Monseigneur était sorti la veille au soir à un petit souper où la Comédie et le Grand Opéra avaient été représentés d’une façon charmante. Monseigneur sortait la plupart des nuits pour assister à des petits soupers, dans une société étourdissante. Monseigneur était si poli et si impressionnable que la Comédie et le Grand Opéra exerçaient beaucoup plus d’influence sur lui que les choses ennuyeuses concernant les affaires et les secrets de l’État, ainsi que les besoins de toute la France. C’était heureux pour la France, ainsi que pour tous les pays favorisés de la sorte ! N’avait-ce pas été ainsi en Angleterre (par exemple) dans les jours regrettés du joyeux Stuart qui la rendit ?
Monseigneur avait une idée vraiment noble des affaires publiques en général, celle de les laisser suivre leur propre cours ; des affaires publiques particulières, Monseigneur avait une autre vraiment noble idée, celle qu’elles devaient toutes tendre vers lui, tendre à augmenter son propre pouvoir, aller dans sa poche. De ses plaisirs généreux et particuliers, Monseigneur avait encore une autre vraiment noble idée, celle que la terre était faite pour eux. Le texte de sa devise (qui différait de l’original seulement par un pronom, ce qui n’est pas grand-chose) était : « La terre, et tout ce qu’elle contient, est à moi. »
Pourtant, Monseigneur s’était aperçu à la longue que des embarras vulgaires s’introduisaient dans ses affaires publiques et privées ; et il s’était lié, par force, à cause de ces deux catégories d’affaires, avec un fermier général. Pour les finances publiques, parce que Monseigneur ne savait pas du tout s’y reconnaître et devait, en conséquence, les confier à quelqu’un qui s’y connaissait, et pour les finances privées, parce que les fermiers généraux étaient riches et que Monseigneur, après des générations de grand luxe et de grandes dépenses, devenait pauvre. D’autre part, Monseigneur avait fait sortir sa sœur d’un couvent alors qu’il était encore temps d’éviter le voile suspendu sur sa tête, ce vêtement le meilleur marché qu’elle pût porter, et l’avait accordée comme un objet de valeur à un très riche fermier général, mais pauvre en titres de noblesse, lequel fermier général qui portait une canne appropriée à sa fortune, avec une pomme d’or à son sommet, se trouvait actuellement parmi la foule, dans les antichambres où tout le monde se prosternait devant lui – excepté les hommes supérieurs du sang de Monseigneur qui, avec la propre femme du fermier général, le regardaient de haut en bas, avec un mépris altier.
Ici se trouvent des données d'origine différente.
/// Non-terminal execution statuses, for the single-active check.
const ACTIVE_STATUSES: [&str; 2] = ["IN_PROGRESS", "COMPENSATING"];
Le fermier général était un homme somptueux. Dans ses écuries, il y avait trente chevaux, vingt-quatre domestiques mâles se tenaient dans ses appartements ; six femmes de chambres servaient sa femme. Comme un homme qui prétendait ne rien faire d’autre que de piller et de détruire tout ce qu’il pourrait, le fermier général, bien que son mariage l’eût amené à une parfaite moralité sociale, était la plus importante des personnalités présentes, ce jour-là, à l’hôtel de Monseigneur.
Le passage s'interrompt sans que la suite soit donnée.